Mr Sarkozy made the remarks in a closed session at the "dialogue for stability" summit here. The comments were addressed to the Syrian president Bashar al-Assad, the Emir of Qatar and prime minister Recep Tayyip Erdogan of Turkey.
Journalists in an adjoining room in the presidential palace could not hear what Mr Sarkozy said, but his voice was inadvertently transmitted to a press centre in a Damascus hotel.
The brief summit was supposed to further progress towards direct negotiations between Syria and Israel, but it was dominated by the Iranian nuclear question.
An adviser to Mr Sarkozy said the International Atomic Energy Agency (IAEA) believes the Iranian enrichment facility at Natanz has produced "quantities sufficient for half a nuclear warhead".
"Time is working against ," Mr Sarkozy said in public remarks at the close of the summit. In the closed session, he said: "Iran must stop enrichment. I've said that France would help Iran with civil nuclear energy. But Iran cannot continue enrichment and accept only partial IAEA inspections."
He opposed Iran pursuing the uranium enrichment process. "If they continue, it's a problem, but they must at least accept full inspection."
Mohamed Raad, a representative for the pro-Iranian Hizbullah in the Lebanese parliament, recently said his group would fire 11,000 missiles at Israel if the Jewish state attacked Iran.
After Hizbullah's three-week war with Israel in July-August 2006, President Assad encouraged the group to exploit its perceived victory politically.
France has 2,000 peacekeepers deployed with Unifil in southern Lebanon. The Hizbullah leader Sheikh Hassan Nasrallah has promised not to attack them, but Paris fears they would be in great danger if fighting resumes between Israel and Hizbullah.
Mr Sarkozy's warnings did not seem to faze his Syrian hosts. "Any Arab will tell you it's not a big deal if Iran has nuclear weapons," said a Syrian businessman who attended Mr Sarkozy's inauguration of the Lycée Charles de Gaulle here yesterday morning. "There needs to be a balance of power in the region. The country that represents a danger, that keeps attacking people, is Israel."

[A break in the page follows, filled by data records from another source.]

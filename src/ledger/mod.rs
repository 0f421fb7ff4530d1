//! Ledger module containing advance issuing, submission review, settlement
//! and the cash entries kept alongside advances

pub mod advance;
pub mod cash_entry;
pub mod cash_return;
pub mod core;
pub mod expense;
pub mod settlement;

pub use advance::*;
pub use cash_entry::*;
pub use cash_return::*;
pub use self::core::*;
pub use expense::*;
pub use settlement::ApprovalOutcome;
//! Advance issuing and balance queries

use bigdecimal::BigDecimal;
use tracing::{debug, info};

use crate::traits::*;
use crate::types::*;
use crate::utils::validation::{
    require_access, require_admin, validate_note, validate_positive_amount, validate_record_id,
};

/// Parameters for issuing an advance
#[derive(Debug, Clone)]
pub struct IssueAdvanceParams {
    pub staff_id: String,
    pub staff_name: String,
    pub amount: BigDecimal,
    pub purpose: String,
}

/// Advance manager for issuing advances and reading their balances
pub struct AdvanceManager<S: LedgerStorage> {
    storage: S,
}

impl<S: LedgerStorage> AdvanceManager<S> {
    /// Create a new advance manager
    pub fn new(storage: S) -> Self {
        Self { storage }
    }

    /// Issue a new advance to a staff member
    pub async fn issue_advance(
        &self,
        params: IssueAdvanceParams,
        issued_by: &User,
    ) -> LedgerResult<Advance> {
        require_admin(issued_by, "issue advances")?;
        validate_record_id(&params.staff_id, "Staff")?;
        validate_note(&params.staff_name, "Staff name")?;
        validate_note(&params.purpose, "Purpose")?;
        validate_positive_amount(&params.amount, "Advance amount")?;

        let advance = Advance::new(
            params.staff_id,
            params.staff_name,
            params.amount,
            params.purpose,
            issued_by.id.clone(),
        );
        let advance = self.storage.create_advance(advance).await?;

        info!(
            advance_id = %advance.id,
            staff_id = %advance.staff_id,
            amount = %advance.amount,
            "advance issued"
        );
        Ok(advance)
    }

    /// Get an advance by ID
    pub async fn get_advance(&self, advance_id: &str) -> LedgerResult<Option<Advance>> {
        debug!(advance_id, "loading advance");
        self.storage.get_advance(advance_id).await
    }

    /// Get an advance by ID, returning an error if not found
    pub async fn get_advance_required(&self, advance_id: &str) -> LedgerResult<Advance> {
        self.storage
            .get_advance(advance_id)
            .await?
            .ok_or_else(|| LedgerError::AdvanceNotFound(advance_id.to_string()))
    }

    /// List all advances
    pub async fn list_advances(&self) -> LedgerResult<Vec<Advance>> {
        self.storage.list_advances().await
    }

    /// List the advances issued to one staff member
    pub async fn list_staff_advances(&self, staff_id: &str) -> LedgerResult<Vec<Advance>> {
        let advances = self.storage.list_advances().await?;
        Ok(advances
            .into_iter()
            .filter(|advance| advance.staff_id == staff_id)
            .collect())
    }

    /// Current settlement figures of an advance
    pub async fn advance_balance(&self, advance_id: &str) -> LedgerResult<AdvanceBalance> {
        Ok(self.get_advance_required(advance_id).await?.balance())
    }
}

/// Load the advance a submission is drawn on and check the submitter may use it
pub(crate) async fn load_submission_advance<S: LedgerStorage>(
    storage: &S,
    advance_id: &str,
    submitted_by: &User,
) -> LedgerResult<Advance> {
    let advance = storage
        .get_advance(advance_id)
        .await?
        .ok_or_else(|| LedgerError::AdvanceNotFound(advance_id.to_string()))?;

    require_access(submitted_by, &advance.staff_id)?;
    Ok(advance)
}

/// Refuse new submissions on a settled advance.
///
/// Runs after the submission validator, so the default balance check reports
/// an over-balance claim as a validation error first.
pub(crate) fn ensure_accepts_submissions(advance: &Advance) -> LedgerResult<()> {
    if advance.is_settled() {
        return Err(LedgerError::InvalidState(format!(
            "Advance '{}' is already settled",
            advance.id
        )));
    }
    Ok(())
}
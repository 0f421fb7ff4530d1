//! Advance lifecycle example: issue, claim, return, settle

use advance_ledger::utils::MemoryStorage;
use advance_ledger::{
    CategoryAmounts, ExpenseCategory, IssueAdvanceParams, LedgerEngine,
    RecordTransportPaymentParams, Role, SubmitExpenseParams, SubmitReturnParams,
    TransportCompany, User,
};
use bigdecimal::BigDecimal;
use tracing_subscriber::EnvFilter;

#[tokio::main]
async fn main() -> Result<(), Box<dyn std::error::Error>> {
    let filter = EnvFilter::try_from_default_env().unwrap_or_else(|_| EnvFilter::new("info"));
    tracing_subscriber::fmt().with_env_filter(filter).init();

    println!("💵 Advance Ledger - Lifecycle Example\n");

    let ledger = LedgerEngine::new(MemoryStorage::new());

    let admin = User::new(
        "admin".to_string(),
        "Accounts Desk".to_string(),
        "accounts@example.com".to_string(),
        Role::Admin,
        "system".to_string(),
    );
    let staff = User::new(
        "staff-7".to_string(),
        "Field Officer".to_string(),
        "field@example.com".to_string(),
        Role::Staff,
        admin.id.clone(),
    );

    // 1. Issue an advance
    let advance = ledger
        .issue_advance(
            IssueAdvanceParams {
                staff_id: staff.id.clone(),
                staff_name: staff.name.clone(),
                amount: BigDecimal::from(5000),
                purpose: "Site visit".to_string(),
            },
            &admin,
        )
        .await?;
    println!("  ✓ Issued advance {} of ₹{}", advance.id, advance.amount);

    // 2. Staff claims travel costs
    let expense = ledger
        .submit_expense(
            SubmitExpenseParams {
                advance_id: advance.id.clone(),
                category: ExpenseCategory::OutStation,
                sub_category: "Bus".to_string(),
                amounts: CategoryAmounts::default()
                    .fare(BigDecimal::from(1500))
                    .breakfast(BigDecimal::from(500)),
                remarks: String::new(),
                bill_image: None,
            },
            &staff,
        )
        .await?;
    println!("  ✓ Submitted expense of ₹{}", expense.total_amount);

    let outcome = ledger.approve_expense(&expense.id, &admin).await?;
    println!(
        "  ✓ Approved expense, balance to settle ₹{}",
        outcome.advance.balance_to_settle
    );

    // 3. Staff hands back the unused cash
    let cash_return = ledger
        .submit_return(
            SubmitReturnParams {
                advance_id: advance.id.clone(),
                amount: outcome.advance.balance_to_settle.clone(),
                note: "Unused cash".to_string(),
            },
            &staff,
        )
        .await?;
    println!("  ✓ Submitted return of ₹{}", cash_return.amount);

    let outcome = ledger.approve_return(&cash_return.id, &admin).await?;
    println!(
        "  ✓ Approved return, advance settled: {}",
        outcome.settled
    );

    // 4. Transport payments sit beside the advance
    ledger
        .record_transport_payment(
            RecordTransportPaymentParams {
                staff_id: staff.id.clone(),
                staff_name: staff.name.clone(),
                company: TransportCompany::Canter,
                amount: BigDecimal::from(1200),
                details: "Godown to site".to_string(),
            },
            &staff,
        )
        .await?;

    let today = chrono::Utc::now().date_naive();
    for total in ledger.transport_company_totals(today, today).await? {
        println!(
            "  ✓ {:?}: {} payment(s), ₹{}",
            total.company, total.payment_count, total.total_amount
        );
    }

    // 5. Reports
    println!("\n📈 Staff Summary");
    let summary = ledger.staff_summary(&staff.id).await?;
    println!("  Issued:      ₹{}", summary.total_issued);
    println!("  Expenses:    ₹{}", summary.total_expenses);
    println!("  Returned:    ₹{}", summary.total_returned);
    println!("  Outstanding: ₹{}", summary.outstanding_balance);

    let integrity = ledger.validate_integrity().await?;
    if integrity.is_valid {
        println!("\n✅ Ledger integrity check passed");
    } else {
        println!("\n❌ Ledger integrity issues:");
        for issue in &integrity.issues {
            println!("  - {}", issue);
        }
    }

    Ok(())
}
//! Validation utilities

use crate::types::*;
use bigdecimal::BigDecimal;

/// Validate that an amount is positive
pub fn validate_positive_amount(amount: &BigDecimal, what: &str) -> LedgerResult<()> {
    if *amount <= BigDecimal::from(0) {
        Err(LedgerError::Validation(format!("{what} must be positive")))
    } else {
        Ok(())
    }
}

/// Validate that an amount is zero or positive
pub fn validate_non_negative_amount(amount: &BigDecimal, what: &str) -> LedgerResult<()> {
    if *amount < BigDecimal::from(0) {
        Err(LedgerError::Validation(format!(
            "{what} cannot be negative"
        )))
    } else {
        Ok(())
    }
}

/// Validate that a free-text note is present
pub fn validate_note(note: &str, what: &str) -> LedgerResult<()> {
    if note.trim().is_empty() {
        return Err(LedgerError::Validation(format!("{what} cannot be empty")));
    }

    if note.len() > 500 {
        return Err(LedgerError::Validation(format!(
            "{what} cannot exceed 500 characters"
        )));
    }

    Ok(())
}

/// Validate that a record or user ID is usable as a lookup key
pub fn validate_record_id(id: &str, what: &str) -> LedgerResult<()> {
    if id.trim().is_empty() {
        return Err(LedgerError::Validation(format!("{what} ID cannot be empty")));
    }

    if id.len() > 64 {
        return Err(LedgerError::Validation(format!(
            "{what} ID cannot exceed 64 characters"
        )));
    }

    Ok(())
}

/// Require the acting user to be an admin
pub fn require_admin(user: &User, action: &str) -> LedgerResult<()> {
    if user.is_admin() {
        Ok(())
    } else {
        Err(LedgerError::Unauthorized(format!(
            "User '{}' is not allowed to {action}",
            user.id
        )))
    }
}

/// Require the acting user to own `staff_id`'s records, or be an admin
pub fn require_access(user: &User, staff_id: &str) -> LedgerResult<()> {
    if user.can_access(staff_id) {
        Ok(())
    } else {
        Err(LedgerError::Unauthorized(format!(
            "User '{}' cannot act on records of staff '{staff_id}'",
            user.id
        )))
    }
}
//! # Advance Ledger
//!
//! A settlement ledger for cash advances issued to field staff. Staff log
//! expenses and cash returns against an advance; administrators approve or
//! reject them, and every approval recomputes the advance's outstanding
//! balance until it settles.
//!
//! ## Features
//!
//! - **Advance lifecycle**: issue, track and auto-settle advances
//! - **Expense claims**: category amounts, remarks rules, approval and rejection
//! - **Cash returns**: hand back unused cash against an advance
//! - **Atomic settlement**: approvals commit the submission and the advance
//!   together under optimistic concurrency, retrying on conflicts
//! - **Cash entries**: transport payments and customer collections logged by staff
//! - **Reports**: staff summaries, date-ranged listings, per-company transport
//!   totals and integrity checks
//! - **Storage abstraction**: backend-agnostic design with trait-based storage
//!
//! ## Quick Start
//!
//! ```rust
//! use advance_ledger::utils::MemoryStorage;
//! use advance_ledger::{IssueAdvanceParams, LedgerEngine, Role, User};
//! use bigdecimal::BigDecimal;
//!
//! # async fn run() -> advance_ledger::LedgerResult<()> {
//! let engine = LedgerEngine::new(MemoryStorage::new());
//! let admin = User::new(
//!     "admin".to_string(),
//!     "Admin".to_string(),
//!     "admin@example.com".to_string(),
//!     Role::Admin,
//!     "system".to_string(),
//! );
//!
//! let advance = engine
//!     .issue_advance(
//!         IssueAdvanceParams {
//!             staff_id: "staff1".to_string(),
//!             staff_name: "Ravi".to_string(),
//!             amount: BigDecimal::from(5000),
//!             purpose: "Market visit".to_string(),
//!         },
//!         &admin,
//!     )
//!     .await?;
//! assert_eq!(advance.balance_to_settle, BigDecimal::from(5000));
//! # Ok(())
//! # }
//! ```

pub mod config;
pub mod ledger;
pub mod reports;
pub mod traits;
pub mod types;
pub mod utils;

// Re-export commonly used types
pub use config::LedgerConfig;
pub use ledger::*;
pub use reports::{CompanyTotal, LedgerIntegrityReport, ReportRange, StaffSummary};
pub use traits::*;
pub use types::*;
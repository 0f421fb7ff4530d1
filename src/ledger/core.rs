//! Main ledger engine that coordinates advances, expenses and returns

use chrono::NaiveDate;
use std::sync::Arc;
use tracing::debug;

use crate::config::LedgerConfig;
use crate::ledger::{
    AdvanceManager, ApprovalOutcome, CashEntryManager, ExpenseManager, IssueAdvanceParams,
    RecordCollectionParams, RecordTransportPaymentParams, ReturnManager, SubmitExpenseParams,
    SubmitReturnParams,
};
use crate::reports::{self, CompanyTotal, LedgerIntegrityReport, ReportRange, StaffSummary};
use crate::traits::*;
use crate::types::*;

/// Main ledger engine that orchestrates all settlement operations
///
/// The engine is generic over its storage backend, so the same settlement
/// rules run against an in-memory store in tests and a remote store in
/// production. All operations take `&self`; a single engine can be shared
/// between concurrent sessions.
pub struct LedgerEngine<S: LedgerStorage> {
    advance_manager: AdvanceManager<S>,
    expense_manager: ExpenseManager<S>,
    return_manager: ReturnManager<S>,
    cash_entry_manager: CashEntryManager<S>,
    observers: Vec<Box<dyn LedgerObserver>>,
    config: LedgerConfig,
}

impl<S: LedgerStorage + Clone> LedgerEngine<S> {
    /// Create a new engine with the given storage backend
    pub fn new(storage: S) -> Self {
        Self::with_config(storage, LedgerConfig::default())
    }

    /// Create a new engine with explicit configuration
    pub fn with_config(storage: S, config: LedgerConfig) -> Self {
        let validator = DefaultSubmissionValidator {
            require_remarks_for_others: config.require_remarks_for_others,
        };
        Self::with_validator(storage, config, Arc::new(validator))
    }

    /// Create a new engine with a custom submission validator
    pub fn with_validator(
        storage: S,
        config: LedgerConfig,
        validator: Arc<dyn SubmissionValidator>,
    ) -> Self {
        let retries = config.max_conflict_retries;
        Self {
            advance_manager: AdvanceManager::new(storage.clone()),
            expense_manager: ExpenseManager::with_validator(
                storage.clone(),
                validator.clone(),
                retries,
            ),
            return_manager: ReturnManager::with_validator(storage.clone(), validator, retries),
            cash_entry_manager: CashEntryManager::new(storage),
            observers: Vec::new(),
            config,
        }
    }
}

There are two precedents for Israel attacking suspected nuclear installations. In 1981 Israel bombed the Osirak power plant that France was building for Iraq. Last September, Israel destroyed a complex near the Syrian-Iraqi border in a mysterious raid about which neither Israelis nor Syrians would comment.
There is speculation it was a trial run for an attack on Iran.